-- Task instructions --
From the first line of the data below, copy each line up to the one containing "impl ChatModel for", and include that line too.

Saved entries:
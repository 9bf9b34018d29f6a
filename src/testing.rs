//! Test doubles shared by unit tests.

use crate::agent::{ChatMessage, ChatModel, ModelReply, ToolInvocation};
use crate::config::Settings;
use crate::error::{Result, SleuthError};
use crate::tools::ToolSpec;
use async_trait::async_trait;
use std::collections::VecDeque;
use std::sync::Mutex;

/// Chat model that replays a fixed script of replies and records each request.
pub struct ScriptedModel {
    replies: Mutex<VecDeque<Result<ModelReply>>>,
    requests: Mutex<Vec<Vec<ChatMessage>>>,
}

impl ScriptedModel {
    pub fn new(replies: Vec<Result<ModelReply>>) -> Self {
        Self {
            replies: Mutex::new(replies.into()),
            requests: Mutex::new(Vec::new()),
        }
    }

    /// Number of round-trips made so far.
    pub fn calls(&self) -> usize {
        self.requests.lock().unwrap().len()
    }

    /// Messages sent on the `index`-th round-trip.
    pub fn request(&self, index: usize) -> Vec<ChatMessage> {
        self.requests.lock().unwrap()[index].clone()
    }
}

#[async_trait]
impl ChatModel for ScriptedModel {
    async fn complete(&self, messages: &[ChatMessage], _tools: &[ToolSpec]) -> Result<ModelReply> {
        self.requests.lock().unwrap().push(messages.to_vec());
        self.replies
            .lock()
            .unwrap()
            .pop_front()
            .unwrap_or_else(|| Err(SleuthError::AgentExecution("script exhausted".to_string())))
    }
}

/// A reply requesting a single tool call.
pub fn tool_call(id: &str, name: &str, arguments: &str) -> ModelReply {
    ModelReply::ToolCalls {
        content: None,
        calls: vec![ToolInvocation {
            id: id.to_string(),
            name: name.to_string(),
            arguments: arguments.to_string(),
        }],
    }
}

/// Settings whose tool backends point at a closed local port.
pub fn offline_settings() -> Settings {
    let mut settings = Settings::default();
    settings.tools.search_url = "http://127.0.0.1:9/".to_string();
    settings.tools.wikipedia_url = "http://127.0.0.1:9/w/api.php".to_string();
    settings.tools.timeout_secs = 2;
    settings
}

/// Serve `router` on an ephemeral local port and return its base URL.
pub async fn serve_router(router: axum::Router) -> String {
    let listener = tokio::net::TcpListener::bind("127.0.0.1:0").await.unwrap();
    let addr = listener.local_addr().unwrap();
    tokio::spawn(async move {
        axum::serve(listener, router).await.unwrap();
    });
    format!("http://{}", addr)
}
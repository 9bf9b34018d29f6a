//! CLI command implementations.

mod ask;
mod config;
mod doctor;
mod init;
mod interactive;
mod serve;

pub use ask::run_ask;
pub use config::run_config;
pub use doctor::run_doctor;
pub use init::run_init;
pub use interactive::run_interactive;
pub use serve::run_serve;

use crate::cli::preflight;
use crate::cli::Output;
use crate::config::Settings;
use crate::research::{self, Researcher};
use std::sync::Arc;

/// Check configuration and build (or reuse) the shared researcher.
async fn prepare_researcher(
    model: Option<String>,
    mut settings: Settings,
) -> anyhow::Result<Arc<Researcher>> {
    if let Some(model) = model {
        settings.model.name = model;
    }

    if let Err(e) = preflight::check_research(&settings) {
        Output::error(&format!("{}", e));
        Output::info("Run 'sleuth doctor' for detailed diagnostics.");
        return Err(e.into());
    }

    let spinner = Output::spinner("Loading research tools...");
    let researcher = research::shared(&settings).await;
    spinner.finish_and_clear();

    Ok(researcher?)
}
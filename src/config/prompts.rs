//! Prompt templates for Sleuth.
//!
//! Prompts can be customized by placing TOML files in the custom prompts directory.

use serde::{Deserialize, Serialize};
use std::path::PathBuf;

/// Collection of all prompt templates.
#[derive(Debug, Clone, Serialize, Deserialize)]
#[serde(default)]
#[derive(Default)]
pub struct Prompts {
    pub research: ResearchPrompts,
    /// Custom variables from config, available in all prompts.
    #[serde(skip)]
    pub variables: std::collections::HashMap<String, String>,
}

/// Prompts for the research agent.
#[derive(Debug, Clone, Serialize, Deserialize)]
#[serde(default)]
pub struct ResearchPrompts {
    /// System instructions. `{{format_instructions}}` is replaced with the
    /// generated description of the answer schema.
    pub system: String,
}

impl Default for ResearchPrompts {
    fn default() -> Self {
        Self {
            system: r#"You are a helpful research assistant. You will help the user with their research topic.
Answer the user query and use the necessary tools.
Wrap the output in this format and provide no other text:
{{format_instructions}}"#
                .to_string(),
        }
    }
}

impl Prompts {
    /// Load prompts from the default location, with optional custom directory and variables.
    pub fn load(
        custom_dir: Option<&str>,
        custom_variables: Option<&std::collections::HashMap<String, String>>,
    ) -> crate::error::Result<Self> {
        let mut prompts = Prompts::default();

        if let Some(vars) = custom_variables {
            prompts.variables = vars.clone();
        }

        if let Some(dir) = custom_dir {
            let custom_path = PathBuf::from(shellexpand::tilde(dir).to_string());

            let research_path = custom_path.join("research.toml");
            if research_path.exists() {
                let content = std::fs::read_to_string(&research_path)?;
                prompts.research = toml::from_str(&content)?;
            }
        }

        Ok(prompts)
    }

    /// Render a prompt template with the given variables.
    pub fn render(template: &str, vars: &std::collections::HashMap<String, String>) -> String {
        let mut result = template.to_string();
        for (key, value) in vars {
            result = result.replace(&format!("{{{{{}}}}}", key), value);
        }
        result
    }

    /// Render a prompt template with both provided variables and custom config variables.
    /// Provided variables take precedence over custom config variables.
    pub fn render_with_custom(
        &self,
        template: &str,
        vars: &std::collections::HashMap<String, String>,
    ) -> String {
        let mut merged = self.variables.clone();
        for (key, value) in vars {
            merged.insert(key.clone(), value.clone());
        }
        Self::render(template, &merged)
    }
}

#[cfg(test)]
mod tests {
    use super::*;
    use std::collections::HashMap;

    #[test]
    fn test_default_prompts() {
        let prompts = Prompts::default();
        assert!(prompts.research.system.contains("{{format_instructions}}"));
    }

    #[test]
    fn test_render_template() {
        let template = "Hello {{name}}, you have {{count}} messages.";
        let mut vars = HashMap::new();
        vars.insert("name".to_string(), "Alice".to_string());
        vars.insert("count".to_string(), "5".to_string());

        let result = Prompts::render(template, &vars);
        assert_eq!(result, "Hello Alice, you have 5 messages.");
    }

    #[test]
    fn test_provided_vars_override_custom() {
        let mut custom = HashMap::new();
        custom.insert("tone".to_string(), "formal".to_string());
        custom.insert("format_instructions".to_string(), "ignored".to_string());
        let prompts = Prompts::load(None, Some(&custom)).unwrap();

        let mut vars = HashMap::new();
        vars.insert("format_instructions".to_string(), "JSON".to_string());

        let rendered = prompts.render_with_custom("{{tone}}: {{format_instructions}}", &vars);
        assert_eq!(rendered, "formal: JSON");
    }

    #[test]
    fn test_load_custom_research_prompt() {
        let dir = tempfile::tempdir().unwrap();
        std::fs::write(
            dir.path().join("research.toml"),
            "system = \"Be brief.\\n{{format_instructions}}\"\n",
        )
        .unwrap();

        let prompts = Prompts::load(dir.path().to_str(), None).unwrap();
        assert_eq!(prompts.research.system, "Be brief.\n{{format_instructions}}");
    }
}
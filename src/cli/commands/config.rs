//! Config command implementation.

use crate::cli::{ConfigAction, Output};
use crate::config::Settings;
use anyhow::Result;

/// Run the config command.
pub fn run_config(action: &ConfigAction, settings: Settings) -> Result<()> {
    match action {
        ConfigAction::Show => {
            let toml_str = toml::to_string_pretty(&settings)
                .map_err(|e| anyhow::anyhow!("Failed to serialize config: {}", e))?;
            println!("{}", toml_str);
        }

        ConfigAction::Edit => {
            let config_path = Settings::default_config_path();

            if !config_path.exists() {
                settings.save()?;
                Output::info(&format!("Created default config at {}", config_path.display()));
            }

            let editor = std::env::var("EDITOR").unwrap_or_else(|_| "vim".to_string());

            Output::info(&format!("Opening config in {}...", editor));

            match std::process::Command::new(&editor).arg(&config_path).status() {
                Ok(s) if s.success() => {
                    // Reload so a broken edit is reported right away.
                    match Settings::load_from(Some(&config_path)) {
                        Ok(_) => Output::success("Config saved."),
                        Err(e) => Output::warning(&format!("Config saved but invalid: {}", e)),
                    }
                }
                Ok(_) => {
                    Output::warning("Editor exited with non-zero status.");
                }
                Err(e) => {
                    Output::error(&format!("Failed to open editor: {}", e));
                    Output::info(&format!("Config file is at: {}", config_path.display()));
                }
            }
        }

        ConfigAction::Path => {
            println!("{}", Settings::default_config_path().display());
        }
    }

    Ok(())
}
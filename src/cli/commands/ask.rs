//! Ask command implementation.

use super::prepare_researcher;
use crate::cli::Output;
use crate::config::Settings;
use anyhow::Result;

/// Run the ask command.
pub async fn run_ask(
    query: &str,
    json: bool,
    model: Option<String>,
    settings: Settings,
) -> Result<()> {
    let researcher = prepare_researcher(model, settings).await?;

    let spinner = Output::spinner("Researching...");
    let outcome = researcher.research(query).await;
    spinner.finish_and_clear();

    match outcome {
        Ok(response) if json => {
            println!("{}", serde_json::to_string_pretty(&response)?);
        }
        Ok(response) => Output::research_result(&response),
        Err(e) => {
            Output::research_error(&e);
            return Err(e.into());
        }
    }

    Ok(())
}
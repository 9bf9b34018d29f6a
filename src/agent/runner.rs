//! Agent runner with tool calling loop.

use super::contract::PromptEnvelope;
use super::model::{ChatMessage, ChatModel, ModelReply, ToolInvocation};
use crate::error::{Result, SleuthError};
use crate::tools::ToolRegistry;
use serde::Serialize;
use std::sync::Arc;
use tracing::{debug, info};

/// Default cap on model round-trips per query.
pub const DEFAULT_MAX_ITERATIONS: usize = 15;

/// Agent that alternates model calls with tool invocations.
pub struct Agent {
    model: Arc<dyn ChatModel>,
    tools: ToolRegistry,
    envelope: PromptEnvelope,
    max_iterations: usize,
}

impl Agent {
    /// Create a new agent from a model, its tools and the prompt envelope.
    pub fn new(model: Arc<dyn ChatModel>, tools: ToolRegistry, envelope: PromptEnvelope) -> Self {
        Self {
            model,
            tools,
            envelope,
            max_iterations: DEFAULT_MAX_ITERATIONS,
        }
    }

    /// Set maximum iterations for the agent loop.
    pub fn with_max_iterations(mut self, max: usize) -> Self {
        self.max_iterations = max.max(1);
        self
    }

    /// The tools available to the agent.
    pub fn tools(&self) -> &ToolRegistry {
        &self.tools
    }

    /// Run the agent on a query until the model gives a terminal answer.
    ///
    /// Tool calls are executed one at a time, in the order the model asked for them.
    pub async fn run(&self, query: &str) -> Result<RawModelOutput> {
        let specs = self.tools.specs();
        let mut scratchpad: Vec<ChatMessage> = Vec::new();
        let mut steps = Vec::new();
        let mut iterations = 0;

        loop {
            iterations += 1;
            if iterations > self.max_iterations {
                return Err(SleuthError::ToolLoopExceeded(self.max_iterations));
            }

            debug!("Agent iteration {}", iterations);

            let messages = self.envelope.messages(query, &scratchpad);
            let reply = self
                .model
                .complete(&messages, &specs)
                .await
                .map_err(|e| match e {
                    SleuthError::AgentExecution(message) => SleuthError::AgentExecution(message),
                    other => SleuthError::AgentExecution(other.to_string()),
                })?;

            match reply {
                ModelReply::Final(output) => {
                    info!(
                        "Agent finished after {} iteration(s) and {} tool call(s)",
                        iterations,
                        steps.len()
                    );
                    return Ok(RawModelOutput {
                        output,
                        intermediate_steps: steps,
                        iterations,
                    });
                }
                ModelReply::ToolCalls { content, calls } => {
                    scratchpad.push(ChatMessage::Assistant {
                        content,
                        tool_calls: calls.clone(),
                    });

                    for call in &calls {
                        let record = self.execute_tool_call(call).await;
                        scratchpad.push(ChatMessage::Tool {
                            call_id: call.id.clone(),
                            content: record.observation.clone(),
                        });
                        steps.push(record);
                    }
                }
            }
        }
    }

    /// Execute a single tool call and return a record of it.
    async fn execute_tool_call(&self, call: &ToolInvocation) -> ToolCallRecord {
        info!("Agent calling tool: {} with args: {}", call.name, call.arguments);

        let observation = self.tools.dispatch(&call.name, &call.arguments).await;

        ToolCallRecord {
            name: call.name.clone(),
            arguments: call.arguments.clone(),
            observation,
        }
    }
}

/// The final text of an agent run, with the trace of tool calls that led to it.
#[derive(Debug, Clone, Serialize)]
pub struct RawModelOutput {
    /// The model's terminal answer, unprocessed.
    pub output: String,
    /// Tool calls made during the run, in order.
    pub intermediate_steps: Vec<ToolCallRecord>,
    /// Number of model round-trips used.
    pub iterations: usize,
}

/// Record of a tool call made by the agent.
#[derive(Debug, Clone, Serialize)]
pub struct ToolCallRecord {
    /// Name of the tool called.
    pub name: String,
    /// Arguments passed to the tool.
    pub arguments: String,
    /// Observation returned by the tool.
    pub observation: String,
}

impl std::fmt::Display for ToolCallRecord {
    fn fmt(&self, f: &mut std::fmt::Formatter<'_>) -> std::fmt::Result {
        write!(f, "{}({})", self.name, self.arguments)
    }
}
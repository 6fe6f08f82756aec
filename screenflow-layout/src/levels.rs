//! Breadth-first depth labelling

use std::collections::VecDeque;

/// Assigns every node the depth at which a breadth-first walk from the root
/// set first reaches it.
///
/// Roots are the nodes without incoming edges; a self-loop does not count as
/// incoming. When every node has a parent (the graph is one big cycle), the
/// first node is the only root. Nodes the walk never reaches sit at level 0.
///
/// Nodes are addressed by their position in the input, edges as
/// `(from, to)` position pairs.
pub struct LevelAssigner {
    successors: Vec<Vec<usize>>,
    has_parent: Vec<bool>,
}

impl LevelAssigner {
    pub fn new(node_count: usize, edges: &[(usize, usize)]) -> Self {
        let mut successors = vec![Vec::new(); node_count];
        let mut has_parent = vec![false; node_count];
        for &(from, to) in edges {
            successors[from].push(to);
            if from != to {
                has_parent[to] = true;
            }
        }
        Self {
            successors,
            has_parent,
        }
    }

    /// Root nodes in input order
    pub fn roots(&self) -> Vec<usize> {
        let roots: Vec<usize> = (0..self.has_parent.len())
            .filter(|&node| !self.has_parent[node])
            .collect();
        if roots.is_empty() && !self.has_parent.is_empty() {
            vec![0]
        } else {
            roots
        }
    }

    /// Level of every node, indexed by node position
    pub fn assign(&self) -> Vec<usize> {
        let mut levels: Vec<Option<usize>> = vec![None; self.successors.len()];
        let mut queue = VecDeque::new();

        for root in self.roots() {
            levels[root] = Some(0);
            queue.push_back((root, 0));
        }

        while let Some((node, level)) = queue.pop_front() {
            for &next in &self.successors[node] {
                if levels[next].is_none() {
                    levels[next] = Some(level + 1);
                    queue.push_back((next, level + 1));
                }
            }
        }

        levels.into_iter().map(|level| level.unwrap_or(0)).collect()
    }
}
//! Screenflow Extraction Library
//!
//! This library reduces a screen recording to a short, chronologically ordered
//! list of keyframes showing distinct UI states. Transitions, blank loading
//! screens and near-duplicates are discarded.

pub mod capture;
pub mod checkpoint;
pub mod pipeline;
pub mod progress_tracker;
pub mod sample;
pub mod signal;
pub mod video_reader;

pub use checkpoint::CheckpointScheduler;
pub use pipeline::{
    CheckpointState, Decision, DiscardReason, ExtractionPipeline, ExtractionReport, ExtractionStats,
    KeepReason, ScanCursor,
};
pub use sample::PixelSampleBuffer;
pub use signal::FrameSignalAnalyzer;
pub use video_reader::{FrameSource, VideoReader};

use serde::{Deserialize, Serialize};

/// Result type for screenflow-extract operations
pub type Result<T> = std::result::Result<T, Error>;

/// Error types for screenflow-extract operations
#[derive(Debug, thiserror::Error)]
pub enum Error {
    #[error("Screenflow core error: {0}")]
    Core(#[from] screenflow_core::Error),

    #[error("IO error: {0}")]
    Io(#[from] std::io::Error),

    #[error("Image error: {0}")]
    Image(#[from] image::ImageError),

    #[error("FFmpeg error: {0}")]
    Ffmpeg(#[from] ffmpeg_next::Error),

    #[error("Invalid media: {0}")]
    InvalidMedia(String),

    #[error("Media decode error at {time:.2}s: {reason}")]
    MediaDecode { time: f64, reason: String },

    #[error("Invalid configuration: {0}")]
    InvalidConfig(String),

    #[error("Extraction cancelled")]
    Cancelled,
}

/// What to do with the forced final checkpoint
#[derive(Debug, Clone, Copy, PartialEq, Serialize, Deserialize)]
#[serde(tag = "mode", rename_all = "snake_case")]
pub enum LastFramePolicy {
    /// Keep the final frame no matter what it looks like
    AlwaysKeep,
    /// Drop the final frame when its similarity to the last kept frame is
    /// above `threshold`
    SkipIfDuplicate { threshold: f64 },
}

impl Default for LastFramePolicy {
    fn default() -> Self {
        LastFramePolicy::AlwaysKeep
    }
}

/// Image encoding used for kept frames
#[derive(Debug, Clone, Copy, PartialEq, Eq, Serialize, Deserialize)]
#[serde(tag = "format", rename_all = "lowercase")]
pub enum CaptureFormat {
    /// JPEG with quality 1-100
    Jpeg { quality: u8 },
    Png,
}

impl Default for CaptureFormat {
    fn default() -> Self {
        CaptureFormat::Jpeg { quality: 85 }
    }
}

/// Extraction configuration
///
/// Every tuning knob of the pipeline lives here. Unknown fields in a config
/// file fall back to the defaults below.
#[derive(Debug, Clone, PartialEq, Serialize, Deserialize)]
#[serde(default)]
pub struct ExtractionConfig {
    /// Seconds between regular checkpoints (0.05 - 60)
    pub scan_interval: f64,
    /// Maximum number of kept frames (None = unlimited)
    pub max_frames: Option<usize>,
    /// Maximum number of scheduled checkpoints, at least 2 (None = unlimited)
    pub max_checkpoints: Option<usize>,
    /// Side length of the square comparison buffer in pixels (64 - 320)
    pub sample_size: u32,
    /// Every n-th pixel of the comparison buffer is inspected (>= 1)
    pub sample_stride: usize,
    /// Color standard deviation below which a frame counts as blank (0 - 255)
    pub complexity_threshold: f64,
    /// Summed RGB difference above which a pixel counts as changed (0 - 765)
    pub noise_floor: u32,
    /// Similarity above which a frame duplicates the last kept one (0.5 - 1.0)
    pub duplicate_threshold: f64,
    /// Handling of the forced final checkpoint
    pub last_frame: LastFramePolicy,
    /// Longest side of kept frames in pixels (None = native resolution)
    pub max_dimension: Option<u32>,
    /// Encoding of kept frames
    pub capture_format: CaptureFormat,
}

impl Default for ExtractionConfig {
    fn default() -> Self {
        Self {
            scan_interval: 1.0,
            max_frames: Some(40),
            max_checkpoints: None,
            sample_size: 128,
            sample_stride: 2,
            complexity_threshold: 12.0,
            noise_floor: 48,
            duplicate_threshold: 0.95,
            last_frame: LastFramePolicy::AlwaysKeep,
            max_dimension: Some(1280),
            capture_format: CaptureFormat::default(),
        }
    }
}

impl ExtractionConfig {
    /// Checks every field against its valid range
    pub fn validate(&self) -> Result<()> {
        fn invalid(msg: String) -> Result<()> {
            Err(Error::InvalidConfig(msg))
        }

        if !self.scan_interval.is_finite() || !(0.05..=60.0).contains(&self.scan_interval) {
            return invalid(format!("scan_interval {} outside 0.05..=60", self.scan_interval));
        }
        if self.max_frames == Some(0) {
            return invalid("max_frames must be at least 1".into());
        }
        if matches!(self.max_checkpoints, Some(n) if n < 2) {
            return invalid("max_checkpoints must be at least 2".into());
        }
        if !(64..=320).contains(&self.sample_size) {
            return invalid(format!("sample_size {} outside 64..=320", self.sample_size));
        }
        if self.sample_stride == 0 {
            return invalid("sample_stride must be at least 1".into());
        }
        if !(0.0..=255.0).contains(&self.complexity_threshold) {
            return invalid(format!(
                "complexity_threshold {} outside 0..=255",
                self.complexity_threshold
            ));
        }
        if self.noise_floor > 765 {
            return invalid(format!("noise_floor {} above 765", self.noise_floor));
        }
        if !(0.5..=1.0).contains(&self.duplicate_threshold) {
            return invalid(format!(
                "duplicate_threshold {} outside 0.5..=1.0",
                self.duplicate_threshold
            ));
        }
        if let LastFramePolicy::SkipIfDuplicate { threshold } = self.last_frame {
            if !(0.5..=1.0).contains(&threshold) {
                return invalid(format!("last frame threshold {threshold} outside 0.5..=1.0"));
            }
        }
        if self.max_dimension == Some(0) {
            return invalid("max_dimension must be at least 1".into());
        }
        if let CaptureFormat::Jpeg { quality } = self.capture_format {
            if !(1..=100).contains(&quality) {
                return invalid(format!("JPEG quality {quality} outside 1..=100"));
            }
        }
        Ok(())
    }
}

-- Task solution --
repository 9bf9b34018d29f6a
filename src/testing.rs
//! Test doubles shared by unit tests.

use crate::agent::{ChatMessage, ChatModel, ModelReply, ToolInvocation};
use crate::config::Settings;
use crate::error::{Result, SleuthError};
use crate::tools::ToolSpec;
use async_trait::async_trait;
use std::collections::VecDeque;
use std::sync::Mutex;

/// Chat model that replays a fixed script of replies and records each request.
pub struct ScriptedModel {
    replies: Mutex<VecDeque<Result<ModelReply>>>,
    requests: Mutex<Vec<Vec<ChatMessage>>>,
}

impl ScriptedModel {
    pub fn new(replies: Vec<Result<ModelReply>>) -> Self {
        Self {
            replies: Mutex::new(replies.into()),
            requests: Mutex::new(Vec::new()),
        }
    }

    /// Number of round-trips made so far.
    pub fn calls(&self) -> usize {
        self.requests.lock().unwrap().len()
    }

    /// Messages sent on the `index`-th round-trip.
    pub fn request(&self, index: usize) -> Vec<ChatMessage> {
        self.requests.lock().unwrap()[index].clone()
    }
}

#[async_trait]
impl ChatModel for ScriptedModel {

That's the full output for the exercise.